President Jimmy Carter also appointed Knowles as the first Inspector General of the U.S. Department of Labor.
Mary Radford, the former Marjorie Fine Knowles Professor of Law at Georgia State University, said of meeting Knowles, “It was the first time I was in a room where the most powerful person there wasn’t wearing a coat and tie.”
Known for her love of fashion, jewelry, and gospel music, Knowles confounded sexist stereotypes as she knit elaborate sweaters for friends during meetings where she steamrolled gender and racial oppression.
“Here she was a feminist, but she wasn’t afraid to embrace what was traditionally thought of as softer women skills that were often used to put women in a box,” said longtime friend and Atlanta lawyer Jane Cronin.
“She was a Harvard Law School graduate who had worked in high levels of government. She a was Jewish woman from New York. Frankly, I don’t think Georgia knew what to do with her,” said Roy Sobelson, former associate dean of GSU law school. “She faced the really old-line Georgia mentality — old, white, male, Southern. And she wasn’t going to put up with that.”

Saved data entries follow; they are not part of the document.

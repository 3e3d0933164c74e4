//! Domain models for Cat Collector.
//!
//! These types represent validated domain objects separate from database row types.
//!
//! - [`Cat`] owns its [`Feeding`]s and [`Photo`]s (deleted with it)
//! - [`Toy`]s are shared between cats through an association table
//! - [`User`]s own cats when ownership scoping is enabled

pub mod cat;
pub mod feeding;
pub mod photo;
pub mod session;
pub mod toy;
pub mod user;
pub mod validation;

pub use cat::{Cat, CatUpdate, NewCat, OwnerScope};
pub use feeding::{Feeding, NewFeeding, is_fed};
pub use photo::Photo;
pub use session::{CurrentUser, keys as session_keys};
pub use toy::{NewToy, Toy};
pub use user::User;
pub use validation::{FieldError, ValidationErrors};
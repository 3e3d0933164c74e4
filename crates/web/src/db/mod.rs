//! Persistence layer for Cat Collector.
//!
//! # Tables
//!
//! - `users` / `user_passwords` - Site accounts and their argon2 hashes
//! - `cats` - Tracked cats, optionally scoped to an owner
//! - `feedings` - Feeding log, one row per meal (cascades with its cat)
//! - `photos` - URLs of photos in object storage (cascades with its cat)
//! - `toys` - Toys shared between cats
//! - `cat_toys` - Cat/toy association table
//! - `tower_sessions.session` - Session storage (created by `cat-cli migrate`)
//!
//! # Implementations
//!
//! - [`PgStore`]: `PostgreSQL` storage for production
//! - [`InMemoryStore`]: Mutex-guarded tables for tests and local experiments
//!
//! # Migrations
//!
//! Migrations are stored in `crates/web/migrations/` and run via:
//! ```bash
//! cargo run -p cat-collector-cli -- migrate
//! ```

mod memory;
mod postgres;

use std::time::Duration;

use async_trait::async_trait;
use chrono::NaiveDate;
use secrecy::ExposeSecret;
use sqlx::PgPool;
use sqlx::migrate::Migrator;
use sqlx::postgres::PgPoolOptions;
use thiserror::Error;

use cat_collector_core::{CatId, ToyId, UserId, Username};

use crate::models::{Cat, CatUpdate, Feeding, NewCat, NewFeeding, NewToy, OwnerScope, Photo, Toy, User};

pub use memory::InMemoryStore;
pub use postgres::PgStore;

/// Embedded schema migrations.
pub static MIGRATOR: Migrator = sqlx::migrate!("./migrations");

/// Errors that can occur during repository operations.
#[derive(Debug, Error)]
pub enum RepositoryError {
    /// Database error from sqlx.
    #[error("database error: {0}")]
    Database(#[from] sqlx::Error),

    /// Data in the database is corrupted or invalid.
    #[error("data corruption: {0}")]
    DataCorruption(String),

    /// Requested entity was not found.
    #[error("not found")]
    NotFound,

    /// Constraint violation (e.g., unique username).
    #[error("constraint violation: {0}")]
    Conflict(String),
}

/// Create a `PostgreSQL` connection pool with sensible defaults.
///
/// # Arguments
///
/// * `database_url` - `PostgreSQL` connection string (wrapped in `SecretString`)
///
/// # Errors
///
/// Returns `sqlx::Error` if the connection cannot be established.
pub async fn create_pool(database_url: &secrecy::SecretString) -> Result<PgPool, sqlx::Error> {
    PgPoolOptions::new()
        .max_connections(10)
        .min_connections(2)
        .acquire_timeout(Duration::from_secs(10))
        .connect(database_url.expose_secret())
        .await
}

/// Cats and the collections they own (feedings, photos, toy associations).
#[async_trait]
pub trait CatRepository: Send + Sync {
    /// Cats visible in `scope`, ordered by id.
    async fn list_cats(&self, scope: OwnerScope) -> Result<Vec<Cat>, RepositoryError>;

    /// Get a cat by id, regardless of owner.
    async fn get_cat(&self, id: CatId) -> Result<Option<Cat>, RepositoryError>;

    /// Insert a cat stamped with `owner`.
    async fn create_cat(
        &self,
        cat: &NewCat,
        owner: Option<UserId>,
    ) -> Result<Cat, RepositoryError>;

    /// Overwrite a cat's mutable fields.
    ///
    /// Returns `RepositoryError::NotFound` if the cat doesn't exist.
    async fn update_cat(&self, id: CatId, update: &CatUpdate) -> Result<Cat, RepositoryError>;

    /// Delete a cat with its feedings, photos and toy associations.
    ///
    /// Toys themselves are kept. Returns `RepositoryError::NotFound` if the
    /// cat doesn't exist.
    async fn delete_cat(&self, id: CatId) -> Result<(), RepositoryError>;

    /// Feedings of a cat, most recent date first.
    async fn list_feedings(&self, cat_id: CatId) -> Result<Vec<Feeding>, RepositoryError>;

    /// Record a feeding. Returns `RepositoryError::NotFound` if the cat doesn't exist.
    async fn add_feeding(
        &self,
        cat_id: CatId,
        feeding: &NewFeeding,
    ) -> Result<Feeding, RepositoryError>;

    /// Number of feedings of a cat dated `date`.
    async fn count_feedings_on(
        &self,
        cat_id: CatId,
        date: NaiveDate,
    ) -> Result<usize, RepositoryError>;

    /// Photos of a cat, oldest first.
    async fn list_photos(&self, cat_id: CatId) -> Result<Vec<Photo>, RepositoryError>;

    /// Record a photo URL. Returns `RepositoryError::NotFound` if the cat doesn't exist.
    async fn add_photo(&self, cat_id: CatId, url: &str) -> Result<Photo, RepositoryError>;

    /// Toys associated with a cat, ordered by id.
    async fn list_cat_toys(&self, cat_id: CatId) -> Result<Vec<Toy>, RepositoryError>;

    /// Toys not associated with a cat, ordered by id.
    async fn list_available_toys(&self, cat_id: CatId) -> Result<Vec<Toy>, RepositoryError>;

    /// Associate a toy with a cat. Associating twice is not an error.
    ///
    /// Returns `RepositoryError::NotFound` if the cat or the toy doesn't exist.
    async fn associate_toy(&self, cat_id: CatId, toy_id: ToyId) -> Result<(), RepositoryError>;

    /// Remove a toy association. Removing a missing association is not an error.
    async fn dissociate_toy(&self, cat_id: CatId, toy_id: ToyId) -> Result<(), RepositoryError>;
}

/// Toys shared between cats.
#[async_trait]
pub trait ToyRepository: Send + Sync {
    /// All toys, ordered by id.
    async fn list_toys(&self) -> Result<Vec<Toy>, RepositoryError>;

    /// Get a toy by id.
    async fn get_toy(&self, id: ToyId) -> Result<Option<Toy>, RepositoryError>;

    /// Insert a toy.
    async fn create_toy(&self, toy: &NewToy) -> Result<Toy, RepositoryError>;

    /// Overwrite a toy. Returns `RepositoryError::NotFound` if it doesn't exist.
    async fn update_toy(&self, id: ToyId, toy: &NewToy) -> Result<Toy, RepositoryError>;

    /// Delete a toy and its associations (never the cats).
    ///
    /// Returns `RepositoryError::NotFound` if it doesn't exist.
    async fn delete_toy(&self, id: ToyId) -> Result<(), RepositoryError>;

    /// Cats in `scope` that have a toy, ordered by id.
    async fn list_toy_cats(
        &self,
        toy_id: ToyId,
        scope: OwnerScope,
    ) -> Result<Vec<Cat>, RepositoryError>;
}

/// Site accounts.
#[async_trait]
pub trait UserRepository: Send + Sync {
    /// Get a user by id.
    async fn get_user(&self, id: UserId) -> Result<Option<User>, RepositoryError>;

    /// Get a user by username.
    async fn get_user_by_username(
        &self,
        username: &Username,
    ) -> Result<Option<User>, RepositoryError>;

    /// Create a user with a password hash.
    ///
    /// Returns `RepositoryError::Conflict` if the username is taken.
    async fn create_user_with_password(
        &self,
        username: &Username,
        password_hash: &str,
    ) -> Result<User, RepositoryError>;

    /// Get a user and their password hash by username.
    async fn get_password_hash(
        &self,
        username: &Username,
    ) -> Result<Option<(User, String)>, RepositoryError>;
}

/// Everything the application persists.
#[async_trait]
pub trait Store: CatRepository + ToyRepository + UserRepository {
    /// Check that the backing storage is reachable.
    async fn ping(&self) -> Result<(), RepositoryError>;
}
//! CLI subcommands.

pub mod migrate;
pub mod seed;

use secrecy::SecretString;

use crate::commands::migrate::MigrationError;

/// Read the database URL, preferring the app-specific variable.
pub(crate) fn database_url() -> Result<SecretString, MigrationError> {
    dotenvy::dotenv().ok();

    std::env::var("CAT_COLLECTOR_DATABASE_URL")
        .or_else(|_| std::env::var("DATABASE_URL"))
        .map(SecretString::from)
        .map_err(|_| MigrationError::MissingEnvVar("DATABASE_URL"))
}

Knowles, 82, died in her sleep Sept. 24, while napping at her home in midtown Atlanta. A private graveside funeral was held at Arlington Memorial Park in Sandy Springs. A public memorial service is planned in the future. H.M. Patterson & Son is handling arrangements.
Born in 1939 in Brooklyn, New York, Knowles was the oldest of two daughters of a successful entrepreneur father and a homemaker mother. After high school, she went to Smith College, where she graduated in 1960, and then to Harvard Law School, finishing with honors in 1965. She worked as a district attorney’s criminal prosecutor in New York, and in 1970 became executive director of the Joint Foundation Support (JFS), an umbrella group of foundations that supported liberal causes.
While working for the JFS, she visited the Selma Interreligious Project and met Ralph Knowles, an Alabama civil rights attorney whom she soon married. They honeymooned at the 1972 ACLU Convention in Boulder, after which Marjorie Knowles became the first female faculty at University of Alabama School of Law. There, she oversaw explosive growth in the number of female law students, helped create the university’s women studies major, and taught the first women’s studies course. She wrote an analysis of Alabama statutes affecting women that led to the removal of sexist provisions from the Alabama Code.
Marjorie Knowles left Alabama for Washington, D.C. in 1978 when President Carter appointed her to his cabinet. She rejoined the University of Alabama law faculty in 1980, and was hired in 1986 by Georgia State University as the first woman dean of a Georgia law school. Under her, the law school raised admissions and faculty standards, became accredited by the American Bar Association, enrolled record numbers of female and non-white students, and was named to the list of 100 Best Law Schools in the U.S. by U.S. News and World Report, where it remains through 2021.
“We’re still the youngest law school on that list. Had she not insisted on all she insisted on early on, that would’ve never happened,” Sobelson said.
Marjorie Knowles often talked about her friendship with Steinem, whom she first met in the late 1960s as their lives overlapped professionally. “For someone very much in demand, Gloria still finds the time and energy to be a good friend. At any period of my life when I needed to talk through issues, she’s always been there,” said she in a 1994 interview with the Atlanta Journal-Constitution.
Together, they worked to pass the Equal Rights Amendment, and Knowles helped provide funding for Steinem’s Ms. Magazine, the profits of which supported the feminist movement.
“She went to Harvard Law School at a time when women students there were rare and often accused of taking a man’s place, and she went on to clerk for a district judge and to have important jobs in the federal government at a time when that, too, was rare for women,” Steinem said.
“Though she could have continued this national prominence, she took important teaching positions in Alabama and Georgia, and became a leader for diversity in higher education as well as the life partner of Ralph Knowles, a leader for racial and sexual justice in the law. It is not fair that we have lost her, but if notices like this cause more people to be inspired by her, she will be with us still.”
Survivors include her sister, Carolyn Fine-Clementi of Adelaide, South Australia; sisters-in-law Sue Stacy of Nashville, Tennessee, and Cheryl Knowles of Birmingham, Alabama; and five nieces and nephews.
Memorials may be made to the National Organization for Women (NOW) Foundation, Planned Parenthood Southeast Inc., or Doctors Without Borders.